Les traces de freinage sur l’asphalte sont un autre facteur qui ne devrait pas jouer en faveur du chauffeur du camion. Les enquêteurs n’écartent pas la possibilité que Bunjunsingh Beeharry ait été victime d’un coup de fatigue ou de somnolence sur cette route de Bel-Étang en ligne droite au moment fatidique. Ce qui expliquerait qu’il n’aurait pas remarqué la voiture en stationnement.
Le camion 3575 NV 93, dont la partie avant n’a été que très légèrement endommagée, a littéralement embouti l’arrière de la voiture FD 38 en la projetant sur une distance d’au moins 40 mètres. L’enquête de la police tentera également d’établir si la voiture était en règle au niveau des assurances et si le chauffeur Jean-Noël Bègue, encore admis à l’hôpital de Flacq, avait pris les mesures de précaution nécessaires pour le stationnement le long de la route pendant une partie de la nuit.
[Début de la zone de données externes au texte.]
pub mod accounts;
pub mod chain;
pub mod config;
pub mod error;
pub mod orchestrator;
pub mod pipeline;
pub mod proxy;
pub mod signer;

pub use accounts::{Account, AccountSource, FileAccountSource};
pub use chain::{ChainConnector, ClaimStatus, Connection, RewardContract, RewardContractClient};
pub use config::AppConfig;
pub use error::{ClaimdError, Result};
pub use orchestrator::{
    AccountClaimer, ChainClaimer, ClaimOrchestrator, CycleStats, OrchestratorConfig,
    OrchestratorState,
};
pub use pipeline::{run_claim_pipeline, ClaimOutcome, EligibilitySnapshot};
pub use proxy::{format_proxy, ProxyRoute};
pub use signer::Wallet;
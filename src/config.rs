use config::{Config, ConfigError, Environment, File};
use ethers::types::Address;
use serde::Deserialize;
use std::path::Path;
use url::Url;

/// Main configuration structure
#[derive(Debug, Clone, Deserialize, Default)]
pub struct AppConfig {
    #[serde(default)]
    pub chain: ChainConfig,
    #[serde(default)]
    pub accounts: AccountsConfig,
    #[serde(default)]
    pub scheduler: SchedulerConfig,
    #[serde(default)]
    pub logging: LoggingConfig,
}

#[derive(Debug, Clone, Deserialize)]
pub struct ChainConfig {
    /// JSON-RPC endpoint used for all reads and writes
    #[serde(default = "default_rpc_url")]
    pub rpc_url: String,
    /// Reward contract address
    #[serde(default = "default_contract_address")]
    pub contract_address: String,
    /// Transport timeout applied to every RPC request, proxied or direct
    #[serde(default = "default_request_timeout_secs")]
    pub request_timeout_secs: u64,
}

impl Default for ChainConfig {
    fn default() -> Self {
        Self {
            rpc_url: default_rpc_url(),
            contract_address: default_contract_address(),
            request_timeout_secs: default_request_timeout_secs(),
        }
    }
}

#[derive(Debug, Clone, Deserialize)]
pub struct AccountsConfig {
    /// File with one private key per line
    #[serde(default = "default_private_keys_file")]
    pub private_keys_file: String,
    /// File with one proxy per line, paired positionally with the keys
    #[serde(default = "default_proxy_file")]
    pub proxy_file: String,
}

impl Default for AccountsConfig {
    fn default() -> Self {
        Self {
            private_keys_file: default_private_keys_file(),
            proxy_file: default_proxy_file(),
        }
    }
}

#[derive(Debug, Clone, Deserialize)]
pub struct SchedulerConfig {
    /// Pause between successful cycles in seconds (default: 6 hours)
    #[serde(default = "default_cycle_interval_secs")]
    pub cycle_interval_secs: u64,
    /// Backoff after a failed cycle in seconds
    #[serde(default = "default_error_backoff_secs")]
    pub error_backoff_secs: u64,
}

impl Default for SchedulerConfig {
    fn default() -> Self {
        Self {
            cycle_interval_secs: default_cycle_interval_secs(),
            error_backoff_secs: default_error_backoff_secs(),
        }
    }
}

#[derive(Debug, Clone, Deserialize)]
pub struct LoggingConfig {
    /// Log level (trace, debug, info, warn, error)
    #[serde(default = "default_log_level")]
    pub level: String,
}

impl Default for LoggingConfig {
    fn default() -> Self {
        Self {
            level: default_log_level(),
        }
    }
}

fn default_rpc_url() -> String {
    "https://rpc.testnet.humanity.org".to_string()
}

fn default_contract_address() -> String {
    "0xa18f6FCB2Fd4884436d10610E69DB7BFa1bFe8C7".to_string()
}

fn default_request_timeout_secs() -> u64 {
    30
}

fn default_private_keys_file() -> String {
    "private_keys.txt".to_string()
}

fn default_proxy_file() -> String {
    "proxy.txt".to_string()
}

fn default_cycle_interval_secs() -> u64 {
    6 * 60 * 60
}

fn default_error_backoff_secs() -> u64 {
    60
}

fn default_log_level() -> String {
    "info".to_string()
}

impl AppConfig {
    /// Load configuration from files and environment
    pub fn load() -> Result<Self, ConfigError> {
        Self::load_from("config")
    }

    /// Load configuration from a specific directory
    pub fn load_from<P: AsRef<Path>>(config_dir: P) -> Result<Self, ConfigError> {
        let config_dir = config_dir.as_ref();

        let builder = Config::builder()
            // Load default config file if present
            .add_source(File::from(config_dir.join("default.toml")).required(false))
            // Override with environment variables (CLAIMD_CHAIN__RPC_URL, etc.)
            .add_source(
                Environment::with_prefix("CLAIMD")
                    .separator("__")
                    .try_parsing(true),
            );

        builder.build()?.try_deserialize()
    }

    /// Validate configuration values
    pub fn validate(&self) -> Result<(), Vec<String>> {
        let mut errors = Vec::new();

        match Url::parse(&self.chain.rpc_url) {
            Ok(url) if url.scheme() == "http" || url.scheme() == "https" => {}
            Ok(url) => errors.push(format!("rpc_url has unsupported scheme '{}'", url.scheme())),
            Err(e) => errors.push(format!("rpc_url is not a valid URL: {e}")),
        }

        if self.chain.contract_address.parse::<Address>().is_err() {
            errors.push(format!(
                "contract_address '{}' is not a valid address",
                self.chain.contract_address
            ));
        }

        if self.chain.request_timeout_secs == 0 {
            errors.push("request_timeout_secs must be positive".to_string());
        }

        if self.scheduler.cycle_interval_secs == 0 {
            errors.push("cycle_interval_secs must be positive".to_string());
        }

        if self.scheduler.error_backoff_secs == 0 {
            errors.push("error_backoff_secs must be positive".to_string());
        }

        if errors.is_empty() {
            Ok(())
        } else {
            Err(errors)
        }
    }
}

#[cfg(test)]
mod tests {
    use super::*;

    #[test]
    fn test_defaults_are_valid() {
        let config = AppConfig::default();
        assert!(config.validate().is_ok());
        assert_eq!(config.chain.request_timeout_secs, 30);
        assert_eq!(config.scheduler.cycle_interval_secs, 21_600);
        assert_eq!(config.scheduler.error_backoff_secs, 60);
        assert_eq!(config.accounts.private_keys_file, "private_keys.txt");
    }

    #[test]
    fn test_validate_rejects_bad_endpoint_and_address() {
        let mut config = AppConfig::default();
        config.chain.rpc_url = "not a url".to_string();
        config.chain.contract_address = "0x1234".to_string();

        let errors = config.validate().unwrap_err();
        assert_eq!(errors.len(), 2);
    }

    #[test]
    fn test_validate_rejects_zero_intervals() {
        let mut config = AppConfig::default();
        config.scheduler.cycle_interval_secs = 0;
        config.chain.request_timeout_secs = 0;

        let errors = config.validate().unwrap_err();
        assert_eq!(errors.len(), 2);
    }
}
Dans la matinée, les funérailles des trois premières victimes, Nicole Botte, Michaël Philippe et Dylan Botte, tous membres de la même famille, se sont déroulées en la chapelle Sainte Thérèse de l’Enfant Jésus d’Olivia. L’émotion était à son comble avec des proches encore sous l’effet du choc (voir plus loin).
De son côté, la police prévoit un important déploiement demain en vue de la reconstitution des faits avec la présence du chauffeur du camion sur la route de Bel-Étang. Les enquêteurs craignent une manifestation trop virulente de la colère des proches des victimes devant la cruauté de cet accident.